Insurance investments can be some of the most lucrative additions to your portfolio, provided the right company is selected. Manulife Financial Corp. (TSX:MFC)(NYSE:MFC) is the largest and most well-known insurer in the country, counting on one in three Canadians as clients.
Manulife has an eye for growth
While there’s no shortage of reasons to consider an investment in Manulife, one major reason to consider an investment is Manulife’s aggressive plans.
Manulife is the largest insurer in Canada, and the insurance market is arguably already saturated, meaning that Manulife and other companies have been forced to look beyond Canada for additional growth.
Asia is currently experiencing one of the largest wealth-creation events in history, as a massive middle class is emerging that has the income and appetite to invest in the products that Manulife offers.

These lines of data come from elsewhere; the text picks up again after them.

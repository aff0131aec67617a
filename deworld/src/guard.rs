//! Required-chain enforcement.
//!
//! [`ChainGuard`] keeps the last observed [`NetworkStatus`] in a watch
//! channel. It never retries: a failed switch leaves the status as it was
//! and the user has to ask again.

use std::sync::Arc;

use tokio::sync::watch;

use crate::chain::{ChainId, ChainMetadata, NetworkStatus};
use crate::error::Error;
use crate::notify::{Notice, Notifier};
use crate::wallet::WalletProvider;

/// Compares the wallet's chain against the required one and requests switches.
pub struct ChainGuard<W> {
    wallet: Arc<W>,
    chain: ChainMetadata,
    notifier: Arc<dyn Notifier>,
    status: watch::Sender<NetworkStatus>,
}

impl<W> std::fmt::Debug for ChainGuard<W> {
    fn fmt(&self, f: &mut std::fmt::Formatter<'_>) -> std::fmt::Result {
        f.debug_struct("ChainGuard")
            .field("chain", &self.chain.chain_id)
            .field("status", &*self.status.borrow())
            .finish_non_exhaustive()
    }
}

impl<W: WalletProvider> ChainGuard<W> {
    /// Creates a guard requiring `chain`.
    #[must_use]
    pub fn new(wallet: Arc<W>, chain: ChainMetadata, notifier: Arc<dyn Notifier>) -> Self {
        let (status, _) = watch::channel(NetworkStatus::unknown(chain.chain_id));
        Self {
            wallet,
            chain,
            notifier,
            status,
        }
    }

    /// The required chain.
    #[must_use]
    pub const fn required(&self) -> ChainId {
        self.chain.chain_id
    }

    /// Metadata of the required chain.
    #[must_use]
    pub const fn chain(&self) -> &ChainMetadata {
        &self.chain
    }

    /// Reads the wallet's active chain without updating the status.
    ///
    /// # Errors
    ///
    /// Returns [`Error::ProviderUnavailable`] if the wallet cannot answer.
    pub async fn read_chain_id(&self) -> Result<ChainId, Error> {
        self.wallet
            .chain_id()
            .await
            .map_err(Error::ProviderUnavailable)
    }

    /// `true` iff `chain_id` is exactly the required chain.
    #[must_use]
    pub fn is_required(&self, chain_id: ChainId) -> bool {
        chain_id == self.chain.chain_id
    }

    /// Re-reads the active chain and publishes the recomputed status.
    ///
    /// # Errors
    ///
    /// Returns [`Error::ProviderUnavailable`] if the wallet cannot answer;
    /// the previous status is kept.
    pub async fn refresh(&self) -> Result<NetworkStatus, Error> {
        let observed = self.read_chain_id().await?;
        let status = NetworkStatus::observed(self.chain.chain_id, observed);
        self.status.send_if_modified(|current| {
            let changed = *current != status;
            *current = status;
            changed
        });
        Ok(status)
    }

    /// Asks the wallet to switch to the required chain, adding it first when
    /// the wallet reports it as unrecognized. Outcomes are reported as notices.
    ///
    /// # Errors
    ///
    /// - [`Error::UserRejected`] if the user declined.
    /// - [`Error::ChainUnrecognized`] if the wallet could not add the chain.
    /// - [`Error::ProviderUnavailable`] for other wallet failures.
    pub async fn request_switch(&self) -> Result<NetworkStatus, Error> {
        let loading = Notice::loading(format!("Switching to {}...", self.chain.chain_name));
        let id = loading.id;
        self.notifier.notify(loading);

        match self.switch_or_add().await {
            Ok(status) if status.is_correct() => {
                self.notifier.notify(
                    Notice::success(format!("Switched to {}", self.chain.chain_name)).replacing(id),
                );
                Ok(status)
            }
            Ok(status) => {
                self.notifier.notify(
                    Notice::error(format!(
                        "Wallet is still on the wrong network. Please switch to {}.",
                        self.chain.chain_name
                    ))
                    .replacing(id),
                );
                Ok(status)
            }
            Err(err) => {
                self.notifier.notify(
                    Notice::error(format!("Failed to switch network: {err}")).replacing(id),
                );
                Err(err)
            }
        }
    }

    async fn switch_or_add(&self) -> Result<NetworkStatus, Error> {
        match self.wallet.switch_chain(self.chain.chain_id).await {
            Ok(()) => {}
            Err(err) if err.is_unrecognized_chain() => {
                #[cfg(feature = "telemetry")]
                tracing::info!(chain = %self.chain.chain_id, "wallet does not know chain, adding it");
                self.wallet.add_chain(&self.chain).await.map_err(|err| {
                    if err.is_user_rejected() {
                        Error::UserRejected(err)
                    } else {
                        Error::ChainUnrecognized(self.chain.chain_id)
                    }
                })?;
            }
            Err(err) => return Err(Error::from_provider(err)),
        }
        self.refresh().await
    }

    /// The last published status.
    #[must_use]
    pub fn status(&self) -> NetworkStatus {
        *self.status.borrow()
    }

    /// Subscribes to status changes.
    #[must_use]
    pub fn subscribe(&self) -> watch::Receiver<NetworkStatus> {
        self.status.subscribe()
    }
}

#[cfg(test)]
mod tests {
    use super::*;
    use crate::notify::NoticeLevel;
    use crate::testing::{FakeWallet, RecordingNotifier, zksync_sepolia};
    use crate::wallet::ProviderRpcError;

    fn guard(wallet: &Arc<FakeWallet>) -> (ChainGuard<FakeWallet>, Arc<RecordingNotifier>) {
        let notifier = Arc::new(RecordingNotifier::default());
        let guard = ChainGuard::new(Arc::clone(wallet), zksync_sepolia(), Arc::clone(&notifier) as Arc<dyn Notifier>);
        (guard, notifier)
    }

    #[test]
    fn test_is_required_is_exact() {
        let wallet = Arc::new(FakeWallet::new(ChainId::new(1)));
        let (guard, _) = guard(&wallet);
        assert!(guard.is_required("0x12c".parse().unwrap()));
        assert!(!guard.is_required(ChainId::new(1)));
        assert!(!guard.is_required(ChainId::new(0x12d)));
        assert!(!guard.is_required(ChainId::new(324)));
    }

    #[tokio::test]
    async fn test_refresh_publishes_status() {
        let wallet = Arc::new(FakeWallet::new(ChainId::new(1)));
        let (guard, _) = guard(&wallet);
        let mut rx = guard.subscribe();
        assert_eq!(guard.status().observed, None);

        let status = guard.refresh().await.unwrap();
        assert!(status.needs_switch());
        assert!(rx.has_changed().unwrap());
        assert_eq!(*rx.borrow_and_update(), status);
    }

    #[tokio::test]
    async fn test_switch_known_chain() {
        let wallet = Arc::new(FakeWallet::new(ChainId::new(1)).with_known_chain(ChainId::new(300)));
        let (guard, notifier) = guard(&wallet);
        let status = guard.request_switch().await.unwrap();
        assert!(status.is_correct());
        assert_eq!(wallet.add_chain_calls(), 0);
        assert_eq!(notifier.last().unwrap().level, NoticeLevel::Success);
    }

    #[tokio::test]
    async fn test_switch_adds_unrecognized_chain_once() {
        let wallet = Arc::new(FakeWallet::new(ChainId::new(1)));
        let (guard, notifier) = guard(&wallet);
        let status = guard.request_switch().await.unwrap();
        assert!(status.is_correct());
        assert_eq!(wallet.switch_chain_calls(), 1);
        assert_eq!(wallet.add_chain_calls(), 1);

        let notices = notifier.notices();
        assert_eq!(notices[0].level, NoticeLevel::Loading);
        assert_eq!(notices[1].id, notices[0].id);
        assert_eq!(notices[1].level, NoticeLevel::Success);
    }

    #[tokio::test]
    async fn test_switch_rejected_keeps_wrong_network() {
        let wallet = Arc::new(FakeWallet::new(ChainId::new(1)).with_known_chain(ChainId::new(300)));
        wallet.reject_next_switch(ProviderRpcError::user_rejected());
        let (guard, notifier) = guard(&wallet);
        guard.refresh().await.unwrap();

        let result = guard.request_switch().await;
        assert!(matches!(result, Err(Error::UserRejected(_))));
        assert!(guard.status().needs_switch());
        assert_eq!(notifier.last().unwrap().level, NoticeLevel::Error);
        assert_eq!(wallet.switch_chain_calls(), 1);
    }

    #[tokio::test]
    async fn test_add_chain_failure_is_unrecognized() {
        let wallet = Arc::new(FakeWallet::new(ChainId::new(1)));
        wallet.reject_next_add(ProviderRpcError::internal("add failed"));
        let (guard, _) = guard(&wallet);
        let result = guard.request_switch().await;
        assert!(matches!(result, Err(Error::ChainUnrecognized(id)) if id == ChainId::new(300)));
    }
}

To capitalize on that opportunity, Manulife forged a series of agreements with banks in the region, including DBS of Singapore and Standard Chartered in Hong Kong. The agreements, which can last as long as 15 years or more, establish Manulife as the exclusive insurer for the banks to recommend when clients are shopping for insurance products.
Those partnerships have proven incredibly successful for Manulife; double-digit growth in several Asian markets is not uncommon.
Manulife continues to post strong results
In the most recent quarter, Manulife reported net income of $1,350 million with fully diluted earnings per share hitting $0.66, representing a significant increase over the $1,045 million, or $0.51 per share, reported in the same quarter last year. In terms of core earnings, Manulife realized $1,101 million, or $0.53 per share diluted, in the quarter, bettering the $905 million, or $0.44, posted in the same quarter last year.
The Asia division saw strong growth in the quarter, contributing $408 million to core earnings, reflecting an increase over the $371 million in the previous quarter. This accounts for a 31% increase in annualized premium equivalent sales and a 53% increase in new business value over the same quarter last year.
That’s not to say the other divisions didn’t fare well. The U.S. division also saw strong growth in the quarter, improving core earnings by $126 million over the same quarter last year, coming in at $515 million. The Canadian division contracted in the quarter, reporting core earnings of $319 million for the quarter — down from the $338 million reported in the same quarter last year.
Does Manulife belong in your portfolio?
The growth we are seeing from Asia isn’t going to end anytime soon, and Manulife has preempted the competition and is well positioned to profit from that growth for years to come. This factor alone makes Manulife and intriguing option. Once the favourable results that company continues to report are taken into consideration, Manulife begins to resemble a great buy with a P/E of just 15.37.
But there’s still more to love about Manulife.
Manulife pays shareholders a quarterly dividend of $0.205, which works out to a respectable 3.42% yield at the current stock price. Manulife has steadily increased that dividend over the years with the growth in the past three years alone edging just shy of 60%.
Manulife is, in my opinion, a great long-term investment for investors looking to diversify their portfolios with a stock that has a strong following at home and a growing presence abroad.